Se na sociedade do olho no olho as pessoas usam máscaras pra se adaptar aos ambientes, imagine onde nem precisam de máscaras. Sua vida na rede social dialoga com a vida real, estabeleça um limite. Pablo Villaça, melhor crítico de cinema no Brasil (mas ele é mesmo!), faz isso muito bem. Desde uns anos, deixou clara sua depressão no Twitter e isso ajudou muita gente. Ele tem que lidar com imbecis que falam merda, claro, mas bloqueia ou processa (parece simples, mas antes tem que ler, tem que ser forte) e conta pra todo mundo o que fez.

Sabe aquela parte do “peça ajuda”? Pois é assim, contar pra todo mundo. Ele presta um serviço e se ajuda. Contar é importante e contar em larga escala. Alguém, perto ou longe, vai te ouvir. A depressão vem chegando de mansinho, não espere um abraço apertado, ele demora.

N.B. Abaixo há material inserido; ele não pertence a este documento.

//! Ordered callback delivery on execution contexts
//!
//! Results become available on arbitrary threads (transport reader threads,
//! connection event threads). User callbacks must instead run on the context
//! the caller picked, in the order they were submitted to that context.
//!
//! Each `Dispatcher` is a single-consumer FIFO queue. The consumer is either a
//! dedicated worker thread (`Dispatcher::spawn`) or a run-loop owned by some
//! other thread (`Dispatcher::run_loop`), which is how UI-affine contexts are
//! modelled: the UI thread drains its `RunLoop` whenever it gets a chance.
//!
//! Delivery order is submission order. Two results that resolve B-then-A have
//! their callbacks run B-then-A, regardless of the order the calls were made.

use crate::error::DispatchError;
use crossbeam_channel::{Receiver, RecvTimeoutError, Sender, TryRecvError};
use std::fmt;
use std::panic::{catch_unwind, AssertUnwindSafe};
use std::sync::atomic::{AtomicBool, AtomicU64, Ordering};
use std::sync::{Arc, Mutex, OnceLock};
use std::thread::{self, JoinHandle, ThreadId};
use std::time::Duration;
use tracing::{debug, error, warn};

/// A unit of work submitted to a context
pub type Job = Box<dyn FnOnce() + Send + 'static>;

enum Message {
    Run(Job),
    Shutdown,
}

struct DispatcherInner {
    name: String,
    sender: Sender<Message>,
    accepting: AtomicBool,
    /// Held across the accepting check and the send, so no job can be
    /// queued behind the shutdown marker
    gate: Mutex<()>,
    dispatched: AtomicU64,
    executed: Arc<AtomicU64>,
    worker: Mutex<Option<JoinHandle<()>>>,
    worker_thread: OnceLock<ThreadId>,
}

impl Drop for DispatcherInner {
    fn drop(&mut self) {
        if self.accepting.swap(false, Ordering::SeqCst) {
            // Worker may already be gone if its run-loop was dropped
            let _ = self.sender.send(Message::Shutdown);
        }
    }
}

/// Handle to a single-consumer FIFO execution context
///
/// Cloning is cheap; all clones feed the same queue. The worker stops once
/// `shutdown()` is called or the last handle is dropped, after draining the
/// jobs already queued.
///
/// # Example
/// ```
/// use conduit_core_pending::Dispatcher;
/// use std::sync::mpsc;
///
/// let dispatcher = Dispatcher::spawn("callbacks").unwrap();
/// let (tx, rx) = mpsc::channel();
/// for i in 0..3 {
///     let tx = tx.clone();
///     dispatcher.dispatch(move || tx.send(i).unwrap()).unwrap();
/// }
/// let order: Vec<i32> = rx.iter().take(3).collect();
/// assert_eq!(order, vec![0, 1, 2]);
/// dispatcher.shutdown();
/// ```
#[derive(Clone)]
pub struct Dispatcher {
    inner: Arc<DispatcherInner>,
}

impl Dispatcher {
    fn with_channel(name: &str) -> (Self, Receiver<Message>) {
        let (sender, receiver) = crossbeam_channel::unbounded();
        let dispatcher = Self {
            inner: Arc::new(DispatcherInner {
                name: name.to_string(),
                sender,
                accepting: AtomicBool::new(true),
                gate: Mutex::new(()),
                dispatched: AtomicU64::new(0),
                executed: Arc::new(AtomicU64::new(0)),
                worker: Mutex::new(None),
                worker_thread: OnceLock::new(),
            }),
        };
        (dispatcher, receiver)
    }

    /// Start a dispatcher backed by a dedicated, named worker thread
    pub fn spawn(name: &str) -> Result<Self, DispatchError> {
        let (dispatcher, receiver) = Self::with_channel(name);
        let executed = dispatcher.inner.executed.clone();
        let worker_name = name.to_string();

        let handle = thread::Builder::new()
            .name(name.to_string())
            .spawn(move || {
                debug!("Dispatcher '{}' worker started", worker_name);
                while let Ok(message) = receiver.recv() {
                    match message {
                        Message::Run(job) => {
                            run_guarded(&worker_name, job);
                            executed.fetch_add(1, Ordering::Relaxed);
                        }
                        Message::Shutdown => break,
                    }
                }
                debug!("Dispatcher '{}' worker stopped", worker_name);
            })
            .map_err(|source| DispatchError::Spawn {
                name: name.to_string(),
                source,
            })?;

        let _ = dispatcher.inner.worker_thread.set(handle.thread().id());
        if let Ok(mut worker) = dispatcher.inner.worker.lock() {
            *worker = Some(handle);
        }

        Ok(dispatcher)
    }

    /// Create a dispatcher drained by whichever thread owns the returned `RunLoop`
    pub fn run_loop(name: &str) -> (Self, RunLoop) {
        let (dispatcher, receiver) = Self::with_channel(name);
        let run_loop = RunLoop {
            name: name.to_string(),
            receiver,
            executed: dispatcher.inner.executed.clone(),
            closed: false,
        };
        (dispatcher, run_loop)
    }

    pub fn name(&self) -> &str {
        &self.inner.name
    }

    /// Queue a job behind everything already submitted to this context
    pub fn dispatch<F>(&self, job: F) -> Result<(), DispatchError>
    where
        F: FnOnce() + Send + 'static,
    {
        let _gate = self.gate();
        if !self.inner.accepting.load(Ordering::SeqCst) {
            warn!("Dropping job submitted to shut down dispatcher '{}'", self.inner.name);
            return Err(DispatchError::ShutDown(self.inner.name.clone()));
        }

        self.inner
            .sender
            .send(Message::Run(Box::new(job)))
            .map_err(|_| {
                warn!("Dispatcher '{}' has no consumer left", self.inner.name);
                DispatchError::ShutDown(self.inner.name.clone())
            })?;
        self.inner.dispatched.fetch_add(1, Ordering::Relaxed);
        Ok(())
    }

    /// Stop accepting jobs; queued jobs still run
    ///
    /// Joins the worker thread unless called from the worker itself.
    pub fn shutdown(&self) {
        {
            let _gate = self.gate();
            if self.inner.accepting.swap(false, Ordering::SeqCst) {
                debug!("Shutting down dispatcher '{}'", self.inner.name);
                let _ = self.inner.sender.send(Message::Shutdown);
            }
        }

        if self.is_current() {
            return;
        }

        let handle = self
            .inner
            .worker
            .lock()
            .ok()
            .and_then(|mut worker| worker.take());
        if let Some(handle) = handle {
            if handle.join().is_err() {
                error!("Dispatcher '{}' worker panicked", self.inner.name);
            }
        }
    }

    fn gate(&self) -> std::sync::MutexGuard<'_, ()> {
        self.inner
            .gate
            .lock()
            .unwrap_or_else(|poisoned| poisoned.into_inner())
    }

    pub fn is_shut_down(&self) -> bool {
        !self.inner.accepting.load(Ordering::SeqCst)
    }

    /// True when called on this dispatcher's worker thread
    pub fn is_current(&self) -> bool {
        self.inner.worker_thread.get() == Some(&thread::current().id())
    }

    /// Number of jobs accepted so far
    pub fn dispatched(&self) -> u64 {
        self.inner.dispatched.load(Ordering::Relaxed)
    }

    /// Number of jobs run so far (including ones that panicked)
    pub fn executed(&self) -> u64 {
        self.inner.executed.load(Ordering::Relaxed)
    }
}

impl fmt::Debug for Dispatcher {
    fn fmt(&self, f: &mut fmt::Formatter<'_>) -> fmt::Result {
        f.debug_struct("Dispatcher")
            .field("name", &self.inner.name)
            .field("dispatched", &self.dispatched())
            .field("executed", &self.executed())
            .field("shut_down", &self.is_shut_down())
            .finish()
    }
}

/// Consumer side of a run-loop dispatcher
///
/// Owned by the thread the context is affine to. Nothing runs until that
/// thread calls `run_pending` or `run_one`.
pub struct RunLoop {
    name: String,
    receiver: Receiver<Message>,
    executed: Arc<AtomicU64>,
    closed: bool,
}

impl RunLoop {
    /// Run every job queued right now without blocking; returns how many ran
    pub fn run_pending(&mut self) -> usize {
        let mut ran = 0;
        while !self.closed {
            match self.receiver.try_recv() {
                Ok(message) => {
                    if self.handle(message) {
                        ran += 1;
                    }
                }
                Err(TryRecvError::Empty) => break,
                Err(TryRecvError::Disconnected) => self.closed = true,
            }
        }
        ran
    }

    /// Wait up to `timeout` for one job and run it; false if none arrived
    pub fn run_one(&mut self, timeout: Duration) -> bool {
        if self.closed {
            return false;
        }
        match self.receiver.recv_timeout(timeout) {
            Ok(message) => self.handle(message),
            Err(RecvTimeoutError::Timeout) => false,
            Err(RecvTimeoutError::Disconnected) => {
                self.closed = true;
                false
            }
        }
    }

    /// True once the dispatcher was shut down and every queued job ran
    pub fn is_closed(&self) -> bool {
        self.closed
    }

    fn handle(&mut self, message: Message) -> bool {
        match message {
            Message::Run(job) => {
                run_guarded(&self.name, job);
                self.executed.fetch_add(1, Ordering::Relaxed);
                true
            }
            Message::Shutdown => {
                self.closed = true;
                false
            }
        }
    }
}

/// Where a callback runs
#[derive(Clone, Debug, Default)]
pub enum ExecutionContext {
    /// On whichever thread produced the result
    #[default]
    Immediate,
    /// Queued on a dispatcher, in submission order
    Dispatcher(Dispatcher),
}

impl ExecutionContext {
    /// Run `job` on this context
    ///
    /// A job handed to a shut down dispatcher is dropped; the dispatcher has
    /// already logged it.
    pub fn execute<F>(&self, job: F)
    where
        F: FnOnce() + Send + 'static,
    {
        match self {
            ExecutionContext::Immediate => run_guarded("immediate", Box::new(job)),
            ExecutionContext::Dispatcher(dispatcher) => {
                let _ = dispatcher.dispatch(job);
            }
        }
    }

    pub fn is_immediate(&self) -> bool {
        matches!(self, ExecutionContext::Immediate)
    }
}

impl From<Dispatcher> for ExecutionContext {
    fn from(dispatcher: Dispatcher) -> Self {
        ExecutionContext::Dispatcher(dispatcher)
    }
}

fn run_guarded(context: &str, job: Job) {
    if let Err(panic) = catch_unwind(AssertUnwindSafe(job)) {
        let reason = panic_message(panic.as_ref());
        error!("Callback panicked on context '{}': {}", context, reason);
    }
}

/// Best-effort text of a panic payload
pub fn panic_message(panic: &(dyn std::any::Any + Send)) -> String {
    if let Some(message) = panic.downcast_ref::<&str>() {
        (*message).to_string()
    } else if let Some(message) = panic.downcast_ref::<String>() {
        message.clone()
    } else {
        "unknown panic payload".to_string()
    }
}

Aliás, se espera que tudo aconteça rápido, isso é ansiedade, porta aberta pra novos problemas. Respire fundo, pense que tudo pode demorar um pouco mais e que a vida pode ser melhor se você aproveitar cada minuto. E esse texto tá com cara de autoajuda (mas espero que funcione).

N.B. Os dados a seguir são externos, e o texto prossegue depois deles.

//! Error types for pending results and dispatchers

use crate::status::Status;
use thiserror::Error;

/// Rejected attempt to complete a pending result
#[derive(Debug, Error, Clone, PartialEq, Eq)]
pub enum CompletionError {
    /// The result was already resolved; the stored outcome is unchanged
    #[error("pending result was already completed")]
    AlreadyCompleted,

    /// The result was cancelled; the outcome is discarded
    #[error("pending result was cancelled")]
    Cancelled,
}

impl CompletionError {
    /// Only a double completion is a framework bug; completing a cancelled
    /// result is an expected race with the caller.
    pub fn is_contract_violation(&self) -> bool {
        matches!(self, CompletionError::AlreadyCompleted)
    }
}

impl From<CompletionError> for Status {
    fn from(err: CompletionError) -> Self {
        match err {
            CompletionError::AlreadyCompleted => Status::internal(err.to_string()),
            CompletionError::Cancelled => Status::cancelled(),
        }
    }
}

/// Errors raised while setting up or feeding a dispatcher
#[derive(Debug, Error)]
pub enum DispatchError {
    /// The worker thread could not be started
    #[error("failed to spawn dispatcher worker '{name}': {source}")]
    Spawn {
        name: String,
        #[source]
        source: std::io::Error,
    },

    /// The dispatcher was shut down and no longer accepts jobs
    #[error("dispatcher '{0}' is shut down")]
    ShutDown(String),
}

impl From<DispatchError> for Status {
    fn from(err: DispatchError) -> Self {
        Status::internal(err.to_string())
    }
}

#[cfg(test)]
mod tests {
    use super::*;
    use crate::status::StatusCode;

    #[test]
    fn test_double_completion_maps_to_internal() {
        let status: Status = CompletionError::AlreadyCompleted.into();
        assert_eq!(status.code(), StatusCode::Internal);
        assert!(CompletionError::AlreadyCompleted.is_contract_violation());
    }

    #[test]
    fn test_cancelled_completion_is_not_a_bug() {
        let status: Status = CompletionError::Cancelled.into();
        assert_eq!(status.code(), StatusCode::Cancelled);
        assert!(!CompletionError::Cancelled.is_contract_violation());
    }
}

Tem professor que não aguenta mais dar aula pra tela preta, pra aluno com pai junto, pra lista de gente mais que pra gente de verdade e tá fazendo tratamento. Terapia, remédio, curso de constelação familiar, vale tudo. Tá foda pra todo mundo. A saída vai chegar, vamos trabalhar por ela.

O negócio é ter projeto de vida, gente pra abraçar (mesmo que pelo WhatsApp) e saber que você pode sempre estender a mão pra alguém. E o ano inteiro, não apenas em setembro.

Se a situação apertar, ligue pro CVV (Centro de Valorização da Vida). 188. Grátis no Brasil todo.

E quando você, jornalista, tiver dúvidas sobre o que escrever, pode procurar algum profissional da saúde mental pra te ajudar. (Só publiquei este texto porque consultei a Daniele Rangel, psicóloga e coordenadora do curso de Psicologia da Faculdade Machado Sobrinho.)